▸ TASK GOAL:
Quote exactly, and only, the lines of the material below from the line with "pub async fn change_interfaces(&self, interfaces: Vec<String>)" through the line with "pub fn active_streamer_count(&self)".

▸ RECORDED DATA:
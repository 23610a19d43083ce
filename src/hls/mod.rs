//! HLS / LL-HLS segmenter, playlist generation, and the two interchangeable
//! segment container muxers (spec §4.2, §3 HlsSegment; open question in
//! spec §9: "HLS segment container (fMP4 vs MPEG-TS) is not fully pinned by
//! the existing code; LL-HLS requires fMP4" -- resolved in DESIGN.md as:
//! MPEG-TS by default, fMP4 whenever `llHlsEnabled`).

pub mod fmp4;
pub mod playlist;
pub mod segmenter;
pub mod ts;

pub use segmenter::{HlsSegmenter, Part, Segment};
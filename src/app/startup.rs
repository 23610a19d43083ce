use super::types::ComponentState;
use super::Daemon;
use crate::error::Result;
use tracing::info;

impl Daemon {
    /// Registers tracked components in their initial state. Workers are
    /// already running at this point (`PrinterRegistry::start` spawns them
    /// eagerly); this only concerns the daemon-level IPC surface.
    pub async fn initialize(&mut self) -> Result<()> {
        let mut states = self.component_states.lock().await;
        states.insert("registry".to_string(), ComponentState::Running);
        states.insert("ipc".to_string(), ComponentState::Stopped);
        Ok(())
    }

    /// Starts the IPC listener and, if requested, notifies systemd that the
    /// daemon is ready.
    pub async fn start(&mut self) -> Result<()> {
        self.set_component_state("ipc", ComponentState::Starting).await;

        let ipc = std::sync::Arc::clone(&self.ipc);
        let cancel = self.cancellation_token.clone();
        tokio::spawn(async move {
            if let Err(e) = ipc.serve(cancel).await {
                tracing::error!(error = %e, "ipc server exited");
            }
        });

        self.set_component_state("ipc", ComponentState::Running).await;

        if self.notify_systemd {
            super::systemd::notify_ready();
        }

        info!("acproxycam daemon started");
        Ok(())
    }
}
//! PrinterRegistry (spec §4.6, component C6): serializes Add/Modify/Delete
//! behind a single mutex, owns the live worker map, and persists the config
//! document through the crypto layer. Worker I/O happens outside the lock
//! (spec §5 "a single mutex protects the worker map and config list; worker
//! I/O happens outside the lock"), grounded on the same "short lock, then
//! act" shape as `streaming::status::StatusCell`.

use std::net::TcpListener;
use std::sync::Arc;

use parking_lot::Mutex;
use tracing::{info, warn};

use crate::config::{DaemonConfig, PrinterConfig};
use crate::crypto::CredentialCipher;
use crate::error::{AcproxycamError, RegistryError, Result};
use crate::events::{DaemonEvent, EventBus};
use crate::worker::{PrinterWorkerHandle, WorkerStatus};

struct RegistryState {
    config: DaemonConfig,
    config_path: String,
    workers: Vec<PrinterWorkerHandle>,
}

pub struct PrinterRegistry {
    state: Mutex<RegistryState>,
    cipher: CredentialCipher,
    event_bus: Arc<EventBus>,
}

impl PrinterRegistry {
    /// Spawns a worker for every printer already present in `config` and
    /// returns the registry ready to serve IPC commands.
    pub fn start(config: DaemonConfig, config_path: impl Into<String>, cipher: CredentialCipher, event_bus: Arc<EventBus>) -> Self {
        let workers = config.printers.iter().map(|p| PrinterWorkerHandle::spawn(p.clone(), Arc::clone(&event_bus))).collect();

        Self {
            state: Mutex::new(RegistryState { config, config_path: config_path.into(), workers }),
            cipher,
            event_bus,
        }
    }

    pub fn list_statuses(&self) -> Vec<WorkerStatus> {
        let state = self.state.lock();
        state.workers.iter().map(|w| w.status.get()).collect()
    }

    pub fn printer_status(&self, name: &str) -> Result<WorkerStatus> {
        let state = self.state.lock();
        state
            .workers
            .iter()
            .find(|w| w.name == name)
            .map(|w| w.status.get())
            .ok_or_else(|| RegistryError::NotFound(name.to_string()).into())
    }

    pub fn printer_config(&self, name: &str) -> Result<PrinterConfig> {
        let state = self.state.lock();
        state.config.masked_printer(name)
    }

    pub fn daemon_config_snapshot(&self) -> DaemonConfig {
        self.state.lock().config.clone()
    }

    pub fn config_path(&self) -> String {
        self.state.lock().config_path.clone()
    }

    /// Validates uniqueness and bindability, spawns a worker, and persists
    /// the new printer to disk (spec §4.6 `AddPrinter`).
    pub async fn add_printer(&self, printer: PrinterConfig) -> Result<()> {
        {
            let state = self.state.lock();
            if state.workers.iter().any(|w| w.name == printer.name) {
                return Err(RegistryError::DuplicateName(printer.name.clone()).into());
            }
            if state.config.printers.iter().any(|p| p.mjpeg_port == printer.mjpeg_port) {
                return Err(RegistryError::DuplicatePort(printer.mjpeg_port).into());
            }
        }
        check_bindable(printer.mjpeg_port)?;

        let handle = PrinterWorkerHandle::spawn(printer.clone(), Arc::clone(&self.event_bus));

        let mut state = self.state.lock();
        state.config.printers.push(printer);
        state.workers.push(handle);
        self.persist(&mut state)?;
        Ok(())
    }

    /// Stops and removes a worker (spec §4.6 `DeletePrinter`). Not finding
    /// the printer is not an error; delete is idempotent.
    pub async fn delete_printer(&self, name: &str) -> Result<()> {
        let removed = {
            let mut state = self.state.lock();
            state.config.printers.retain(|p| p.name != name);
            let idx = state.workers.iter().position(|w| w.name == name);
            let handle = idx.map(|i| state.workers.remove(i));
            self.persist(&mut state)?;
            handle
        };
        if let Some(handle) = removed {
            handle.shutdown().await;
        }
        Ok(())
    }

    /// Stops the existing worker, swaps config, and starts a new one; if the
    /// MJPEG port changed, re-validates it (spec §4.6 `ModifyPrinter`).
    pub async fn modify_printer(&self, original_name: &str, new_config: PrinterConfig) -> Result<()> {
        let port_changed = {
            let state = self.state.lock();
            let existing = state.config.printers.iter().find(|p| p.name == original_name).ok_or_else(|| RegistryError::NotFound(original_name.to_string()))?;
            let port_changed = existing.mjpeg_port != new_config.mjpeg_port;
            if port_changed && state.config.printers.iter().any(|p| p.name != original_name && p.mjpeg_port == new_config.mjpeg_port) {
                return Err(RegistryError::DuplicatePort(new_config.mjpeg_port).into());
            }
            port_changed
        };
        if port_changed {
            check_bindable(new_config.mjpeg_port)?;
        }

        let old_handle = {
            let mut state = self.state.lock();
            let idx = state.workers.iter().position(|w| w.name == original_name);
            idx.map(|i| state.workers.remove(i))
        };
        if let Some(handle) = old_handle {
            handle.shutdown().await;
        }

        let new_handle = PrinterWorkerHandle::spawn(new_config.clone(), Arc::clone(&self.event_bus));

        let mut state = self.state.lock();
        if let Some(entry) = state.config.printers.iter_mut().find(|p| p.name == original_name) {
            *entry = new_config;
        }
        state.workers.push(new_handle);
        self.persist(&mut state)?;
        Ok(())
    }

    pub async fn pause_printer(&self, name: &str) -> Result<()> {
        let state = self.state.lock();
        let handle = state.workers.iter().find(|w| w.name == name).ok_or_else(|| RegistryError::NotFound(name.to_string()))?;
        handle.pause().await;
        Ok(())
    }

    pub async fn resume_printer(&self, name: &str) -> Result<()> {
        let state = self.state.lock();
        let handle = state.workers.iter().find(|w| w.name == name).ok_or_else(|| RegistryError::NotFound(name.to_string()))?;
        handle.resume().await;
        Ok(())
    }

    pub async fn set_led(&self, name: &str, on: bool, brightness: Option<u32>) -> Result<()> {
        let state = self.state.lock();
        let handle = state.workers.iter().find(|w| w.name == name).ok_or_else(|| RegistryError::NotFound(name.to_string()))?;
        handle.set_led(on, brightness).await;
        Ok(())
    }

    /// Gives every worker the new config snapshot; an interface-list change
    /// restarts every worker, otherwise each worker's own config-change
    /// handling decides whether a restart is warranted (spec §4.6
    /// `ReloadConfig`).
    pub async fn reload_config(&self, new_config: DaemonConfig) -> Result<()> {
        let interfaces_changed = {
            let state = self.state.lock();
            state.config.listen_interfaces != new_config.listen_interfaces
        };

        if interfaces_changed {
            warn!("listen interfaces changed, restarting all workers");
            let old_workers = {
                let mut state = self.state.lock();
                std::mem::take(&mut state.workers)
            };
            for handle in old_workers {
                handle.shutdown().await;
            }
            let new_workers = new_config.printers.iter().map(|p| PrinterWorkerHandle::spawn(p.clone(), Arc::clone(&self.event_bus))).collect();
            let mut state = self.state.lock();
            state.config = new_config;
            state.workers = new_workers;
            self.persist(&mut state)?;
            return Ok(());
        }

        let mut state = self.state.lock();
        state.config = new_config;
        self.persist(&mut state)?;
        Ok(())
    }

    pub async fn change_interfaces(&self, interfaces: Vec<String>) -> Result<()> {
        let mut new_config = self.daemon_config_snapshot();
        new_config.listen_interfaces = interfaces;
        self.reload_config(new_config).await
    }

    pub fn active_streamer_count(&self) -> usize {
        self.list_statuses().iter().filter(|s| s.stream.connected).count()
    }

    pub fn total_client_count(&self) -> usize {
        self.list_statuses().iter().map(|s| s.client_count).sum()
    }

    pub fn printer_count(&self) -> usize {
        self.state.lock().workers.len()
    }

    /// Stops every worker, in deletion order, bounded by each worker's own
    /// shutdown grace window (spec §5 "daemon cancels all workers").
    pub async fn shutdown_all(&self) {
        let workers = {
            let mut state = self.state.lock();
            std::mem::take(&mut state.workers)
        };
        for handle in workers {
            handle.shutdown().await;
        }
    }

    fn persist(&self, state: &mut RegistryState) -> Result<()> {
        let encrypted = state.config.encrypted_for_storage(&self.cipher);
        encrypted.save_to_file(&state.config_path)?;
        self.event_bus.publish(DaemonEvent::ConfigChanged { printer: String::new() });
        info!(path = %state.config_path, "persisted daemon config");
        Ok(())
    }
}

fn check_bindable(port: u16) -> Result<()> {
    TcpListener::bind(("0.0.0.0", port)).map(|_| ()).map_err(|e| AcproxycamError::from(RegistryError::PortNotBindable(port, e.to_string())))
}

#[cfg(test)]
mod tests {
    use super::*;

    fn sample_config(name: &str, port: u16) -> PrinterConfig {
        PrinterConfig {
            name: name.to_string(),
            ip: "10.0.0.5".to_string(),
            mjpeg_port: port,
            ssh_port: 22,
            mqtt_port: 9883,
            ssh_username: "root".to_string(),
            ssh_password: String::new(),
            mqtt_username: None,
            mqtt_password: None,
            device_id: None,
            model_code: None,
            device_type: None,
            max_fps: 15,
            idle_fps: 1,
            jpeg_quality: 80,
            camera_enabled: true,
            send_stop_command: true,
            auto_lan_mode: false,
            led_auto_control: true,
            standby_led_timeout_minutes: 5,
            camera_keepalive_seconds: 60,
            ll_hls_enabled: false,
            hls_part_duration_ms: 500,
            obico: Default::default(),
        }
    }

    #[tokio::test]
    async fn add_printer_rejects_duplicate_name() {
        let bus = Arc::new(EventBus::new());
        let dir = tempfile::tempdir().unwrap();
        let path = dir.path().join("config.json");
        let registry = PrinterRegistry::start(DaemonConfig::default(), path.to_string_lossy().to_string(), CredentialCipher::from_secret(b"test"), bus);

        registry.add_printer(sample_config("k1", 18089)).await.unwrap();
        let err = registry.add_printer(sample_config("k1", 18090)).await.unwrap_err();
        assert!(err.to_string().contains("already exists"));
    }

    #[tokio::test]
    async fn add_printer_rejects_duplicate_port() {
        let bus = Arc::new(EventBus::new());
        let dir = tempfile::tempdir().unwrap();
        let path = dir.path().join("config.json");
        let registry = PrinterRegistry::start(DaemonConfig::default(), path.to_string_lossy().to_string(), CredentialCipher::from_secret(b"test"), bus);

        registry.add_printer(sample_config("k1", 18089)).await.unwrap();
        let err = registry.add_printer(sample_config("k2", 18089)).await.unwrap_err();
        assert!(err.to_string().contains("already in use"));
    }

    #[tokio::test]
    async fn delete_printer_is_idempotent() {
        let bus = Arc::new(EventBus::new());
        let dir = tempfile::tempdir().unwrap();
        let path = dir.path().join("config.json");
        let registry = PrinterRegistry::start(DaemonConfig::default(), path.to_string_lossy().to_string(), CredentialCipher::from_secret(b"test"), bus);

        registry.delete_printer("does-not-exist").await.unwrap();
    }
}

▸ RESPONSE:
    pub async fn change_interfaces(&self, interfaces: Vec<String>) -> Result<()> {
        let mut new_config = self.daemon_config_snapshot();
        new_config.listen_interfaces = interfaces;
        self.reload_config(new_config).await
    }

    pub fn active_streamer_count(&self) -> usize {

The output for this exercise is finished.